Scientific classification
- Kingdom: Animalia
- Phylum: Chordata
- Class: Amphibia
- Order: Anura
- Family: Bufonidae
- Genus: Atelopus
- Species: A. podocarpus
- Binomial name: Atelopus podocarpus Coloma, Duellman, Almendáriz, Ron, Terán-Valdez & Guayasamin, 2010

= Atelopus podocarpus =

- Authority: Coloma, Duellman, Almendáriz, Ron, Terán-Valdez & Guayasamin, 2010
- Conservation status: CR

Species of amphibian

Atelopus podocarpus is a species of frog in the family Bufonidae. It has not been seen since 1994, and is believed to be possibly extinct.

==Taxonomy==

Atelopus podocarpus was described in 2010. The specific name comes from Podocarpus National Park, where the species used to be found.

==Description==

Male Atelopus podocarpus range from 35 to 40 mm long, while females are larger, ranging from 40 to 50 mm long. They have short hind limbs, and a dark-colored dorsal surface.
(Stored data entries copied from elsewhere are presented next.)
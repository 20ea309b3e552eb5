//! Twelve-string guitar: two six-string guitars fretted and strummed together.

use channel::Channel;
use tonal::{Chord, Tone};

use crate::guitar::{Guitar, StrumParams, STANDARD_TUNING, STRINGS};
use crate::Result;

/// Tuning of the second string in each course: octaves on the four low
/// courses, unisons on the two high ones.
pub const OCTAVE_COURSE_TUNING: [u32; STRINGS] = [52, 57, 62, 67, 59, 64];

#[derive(Debug)]
pub struct TwelveStringGuitar {
    main: Guitar,
    octave: Guitar,
}

impl Default for TwelveStringGuitar {
    fn default() -> Self {
        Self::new()
    }
}

impl TwelveStringGuitar {
    pub fn new() -> Self {
        TwelveStringGuitar {
            main: Guitar::with_tuning(STANDARD_TUNING.map(Tone::from_index)),
            octave: Guitar::with_tuning(OCTAVE_COURSE_TUNING.map(Tone::from_index)),
        }
    }

    pub fn main_strings(&self) -> &Guitar {
        &self.main
    }

    pub fn octave_strings(&self) -> &Guitar {
        &self.octave
    }

    pub fn is_sounding(&self) -> bool {
        self.main.is_sounding() || self.octave.is_sounding()
    }

    pub fn press_frets(
        &mut self,
        time: f64,
        frets: [i32; STRINGS],
        channel: &mut dyn Channel,
    ) -> Result<()> {
        self.main.press_frets(time, frets, channel)?;
        self.octave.press_frets(time, frets, channel)
    }

    pub fn press_chord(&mut self, time: f64, symbol: &str, channel: &mut dyn Channel) -> Result<()> {
        self.main.press_chord(time, symbol, channel)?;
        self.octave.press_chord(time, symbol, channel)
    }

    pub fn press_scale_chord(
        &mut self,
        time: f64,
        chord: &Chord,
        channel: &mut dyn Channel,
    ) -> Result<()> {
        self.main.press_scale_chord(time, chord, channel)?;
        self.octave.press_scale_chord(time, chord, channel)
    }

    /// Strum both strings of every course at once. Returns the course and
    /// time of each string that sounded, ordered by time.
    pub fn strum(
        &mut self,
        time: f64,
        params: &StrumParams,
        channel: &mut dyn Channel,
    ) -> Result<Vec<(usize, f64)>> {
        let mut sounded = self.main.strum(time, params, channel)?;
        sounded.extend(self.octave.strum(time, params, channel)?);
        sounded.sort_by(|a, b| a.1.total_cmp(&b.1));
        Ok(sounded)
    }

    pub fn silence(&mut self, time: f64, channel: &mut dyn Channel) -> Result<()> {
        self.main.silence(time, channel)?;
        self.octave.silence(time, channel)
    }

    pub fn mute(&mut self, time: f64, channel: &mut dyn Channel) -> Result<()> {
        self.main.mute(time, channel)?;
        self.octave.mute(time, channel)
    }
}

#[cfg(test)]
mod tests {
    use super::*;
    use channel::{EventKind, LogChannel};
    use pretty_assertions::assert_eq;

    #[test]
    fn courses_sound_together() {
        let mut log = LogChannel::new();
        let mut twelve = TwelveStringGuitar::new();
        twelve.press_chord(0.0, "A", &mut log).unwrap();
        let sounded = twelve
            .strum(0.0, &StrumParams::default(), &mut log)
            .unwrap();
        assert_eq!(sounded.len(), 12);
        assert_eq!(&sounded[..2], &[(0, 0.0), (0, 0.0)]);

        let mut ons: Vec<u32> = log
            .events()
            .iter()
            .filter(|e| e.kind == EventKind::NoteOn && e.time == 0.0)
            .filter_map(|e| e.index)
            .collect();
        ons.sort();
        assert_eq!(ons, [40, 52]);

        twelve.silence(1.0, &mut log).unwrap();
        assert!(!twelve.is_sounding());
    }

    #[test]
    fn octave_course_tuning() {
        let twelve = TwelveStringGuitar::new();
        for (main, octave) in twelve
            .main_strings()
            .strings()
            .iter()
            .zip(twelve.octave_strings().strings())
        {
            let gap = octave.base().index() - main.base().index();
            assert!(gap == 12 || gap == 0);
        }
    }
}
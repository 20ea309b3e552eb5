//! Chord shapes: which fret to hold on each string, low E first.

use tonal::Chord;

use crate::{FretboardError, Result};

/// Fingering for one chord symbol. `-1` skips the string, `0` is open.
pub struct ChordShape {
    pub symbol: &'static str,
    pub frets: [i32; 6],
}

impl ChordShape {
    const fn new(symbol: &'static str, frets: [i32; 6]) -> Self {
        Self { symbol, frets }
    }
}

/// Every chord the guitar knows how to hold.
pub static CHORD_SHAPES: &[ChordShape] = &[
    ChordShape::new("none", [-1, -1, -1, -1, -1, -1]),
    // Majors, plus two barre voicings
    ChordShape::new("C", [-1, 3, 2, 0, 1, 0]),
    ChordShape::new("F", [-1, -1, 3, 2, 1, 1]),
    ChordShape::new("G", [3, 2, 0, 0, 0, 3]),
    ChordShape::new("G'", [3, 5, 5, 4, 3, 3]),
    ChordShape::new("D", [-1, -1, 0, 2, 3, 2]),
    ChordShape::new("A", [0, 0, 2, 2, 2, 0]),
    ChordShape::new("A''", [5, 7, 7, 6, 5, 5]),
    ChordShape::new("E", [0, 2, 2, 1, 0, 0]),
    ChordShape::new("Bb", [-1, -1, 3, 3, 3, 1]),
    ChordShape::new("Eb", [-1, -1, 5, 3, 4, 3]),
    ChordShape::new("Ab", [-1, -1, 6, 5, 4, 4]),
    ChordShape::new("Db", [-1, -1, 3, 1, 2, 1]),
    ChordShape::new("Gb", [-1, -1, 4, 2, 1, 1]),
    ChordShape::new("B", [-1, -1, 4, 4, 4, 2]),
    // Minors
    ChordShape::new("Cm", [-1, -1, 5, 5, 4, 3]),
    ChordShape::new("Fm", [-1, -1, 3, 1, 1, 1]),
    ChordShape::new("Gm", [-1, -1, 5, 3, 3, 3]),
    ChordShape::new("Dm", [-1, 0, 0, 2, 3, 1]),
    ChordShape::new("Am", [0, 0, 2, 2, 1, 0]),
    ChordShape::new("Em", [0, 2, 2, 0, 0, 0]),
    ChordShape::new("Bbm", [-1, -1, 3, 3, 2, 1]),
    ChordShape::new("Ebm", [-1, -1, 4, 3, 4, 2]),
    ChordShape::new("Abm", [-1, -1, 6, 4, 4, 4]),
    ChordShape::new("Dbm", [-1, -1, 2, 1, 2, 0]),
    ChordShape::new("Gbm", [-1, -1, 4, 2, 2, 2]),
    ChordShape::new("Bm", [-1, -1, 4, 4, 3, 2]),
    // Dominant sevenths
    ChordShape::new("C7", [-1, 3, 2, 3, 1, -1]),
    ChordShape::new("F7", [-1, -1, 1, 2, 1, 1]),
    ChordShape::new("G7", [3, 2, 0, 0, 0, 1]),
    ChordShape::new("D7", [-1, -1, 0, 2, 1, 2]),
    ChordShape::new("A7", [-1, -1, 2, 2, 2, 3]),
    ChordShape::new("E7", [0, 2, 0, 1, 0, 0]),
    ChordShape::new("Bb7", [-1, -1, 3, 3, 3, 4]),
    ChordShape::new("Eb7", [-1, -1, 1, 3, 2, 3]),
    ChordShape::new("Ab7", [-1, -1, 1, 1, 1, 2]),
    ChordShape::new("Db7", [-1, -1, 3, 4, 2, 4]),
    ChordShape::new("Gb7", [-1, -1, 4, 3, 2, 0]),
    ChordShape::new("B7", [-1, 2, 1, 2, 0, 2]),
    // Diminished and augmented; each shape also covers its inversions
    ChordShape::new("Ddim", [-1, -1, 0, 1, 0, 1]),
    ChordShape::new("Ebdim", [-1, -1, 1, 2, 1, 2]),
    ChordShape::new("Edim", [-1, -1, 2, 3, 2, 3]),
    ChordShape::new("Eaug", [-1, -1, 2, 1, 1, 0]),
    ChordShape::new("Faug", [-1, -1, 3, 2, 2, 1]),
    ChordShape::new("Gaug", [-1, -1, 5, 4, 4, 3]),
    // Ninths
    ChordShape::new("C9", [3, -1, 2, 3, 3, 3]),
    ChordShape::new("F9", [-1, 3, -1, 2, 4, 3]),
    ChordShape::new("G9", [-1, -1, 0, 2, 0, 1]),
    ChordShape::new("D9", [-1, -1, 4, 2, 1, 0]),
    ChordShape::new("A9", [0, 0, 2, 4, 2, 3]),
    ChordShape::new("E9", [0, 2, 0, 1, 3, 2]),
    ChordShape::new("Bb9", [-1, -1, 0, 1, 1, 1]),
    ChordShape::new("Eb9", [-1, -1, 1, 0, 2, 1]),
    ChordShape::new("Ab9", [-1, -1, 1, 3, 1, 2]),
    ChordShape::new("Db9", [4, -1, 3, 4, 4, 4]),
    ChordShape::new("Gb9", [-1, 4, -1, 3, 5, 4]),
    ChordShape::new("B9", [2, -1, 1, 2, 2, 2]),
];

const ROOT_NAMES: [&str; 12] = [
    "C", "Db", "D", "Eb", "E", "F", "Gb", "G", "Ab", "A", "Bb", "B",
];

pub fn chord_shape(symbol: &str) -> Result<[i32; 6]> {
    CHORD_SHAPES
        .iter()
        .find(|shape| shape.symbol == symbol)
        .map(|shape| shape.frets)
        .ok_or_else(|| FretboardError::UnknownChord(symbol.to_string()))
}

pub fn chord_symbols() -> impl Iterator<Item = &'static str> {
    CHORD_SHAPES.iter().map(|shape| shape.symbol)
}

/// Chord symbol for a scale-built chord, when the shape table has one.
///
/// Triads ("5th") on major or ionian scales give the bare root, on minor or
/// aeolian scales the root plus `m`. Sevenths and ninths on mixolydian give
/// the dominant chords. Roots are spelled with flats.
pub fn chord_symbol(chord: &Chord) -> Option<String> {
    let root = ROOT_NAMES[chord.root().pitch_class() as usize];
    let suffix = match (chord.scale().pattern(), chord.quality()) {
        ("major" | "ionian", "5th") => "",
        ("minor" | "aeolian", "5th") => "m",
        ("mixolydian", "7th") => "7",
        ("mixolydian", "9th") => "9",
        _ => return None,
    };
    if chord.octaves() != 1 {
        return None;
    }
    Some(format!("{root}{suffix}"))
}

#[cfg(test)]
mod tests {
    use super::*;
    use pretty_assertions::assert_eq;
    use std::collections::HashSet;
    use tonal::{Scale, Tone};

    fn chord(root: &str, pattern: &str, octaves: u32, quality: &str) -> Chord {
        let tonic = Tone::from_glyph(root, None).unwrap();
        Chord::new(Scale::new(tonic, pattern, octaves).unwrap(), quality, 1).unwrap()
    }

    #[test]
    fn symbols_are_unique() {
        let symbols: HashSet<&str> = chord_symbols().collect();
        assert_eq!(symbols.len(), CHORD_SHAPES.len());
    }

    #[test]
    fn every_major_and_minor_root_has_a_shape() {
        for root in ROOT_NAMES {
            assert!(chord_shape(root).is_ok(), "{root}");
            assert!(chord_shape(&format!("{root}m")).is_ok(), "{root}m");
            assert!(chord_shape(&format!("{root}7")).is_ok(), "{root}7");
            assert!(chord_shape(&format!("{root}9")).is_ok(), "{root}9");
        }
    }

    #[test]
    fn lookup() {
        assert_eq!(chord_shape("E").unwrap(), [0, 2, 2, 1, 0, 0]);
        assert_eq!(chord_shape("G'").unwrap(), [3, 5, 5, 4, 3, 3]);
        assert!(matches!(
            chord_shape("H"),
            Err(FretboardError::UnknownChord(s)) if s == "H"
        ));
    }

    #[test]
    fn symbols_for_scale_chords() {
        assert_eq!(chord_symbol(&chord("e", "major", 1, "5th")).as_deref(), Some("E"));
        assert_eq!(chord_symbol(&chord("a+", "ionian", 1, "5th")).as_deref(), Some("Bb"));
        assert_eq!(chord_symbol(&chord("c#", "minor", 1, "5th")).as_deref(), Some("Dbm"));
        assert_eq!(chord_symbol(&chord("a", "aeolian", 1, "5th")).as_deref(), Some("Am"));
        assert_eq!(chord_symbol(&chord("g", "mixolydian", 1, "7th")).as_deref(), Some("G7"));
        assert_eq!(chord_symbol(&chord("d", "mixolydian", 2, "9th")).as_deref(), Some("D9"));
        assert_eq!(chord_symbol(&chord("c", "major", 1, "7th")), None);
        assert_eq!(chord_symbol(&chord("c", "dorian", 1, "5th")), None);
    }

    #[test]
    fn multi_octave_chords_have_no_symbol() {
        let c = Tone::from_glyph("c", None).unwrap();
        let wide = Chord::new(Scale::major(c), "5th", 2).unwrap();
        assert_eq!(chord_symbol(&wide), None);
    }
}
==Habitat and Distribution==

Atelopus podocarpus is known from páramos in southern Ecuador and northern Peru. They've been found in scrubland and dirt banks, hiding under rocks during the day.

==History==

Atelopus podocarpus experienced a massive decline in population towards the end of the 20th century. The last individual in Peru was seen on July 20, 1980. In Ecuador, the last living individual was seen on December 1, 1994. It was collected in unhealthy condition, and died while being transported. Several surveys conducted since have failed to locate any more individuals, and it is currently listed as Critically Endangered and possibly extinct. It's believed that disease and habitat loss led to the species' decline.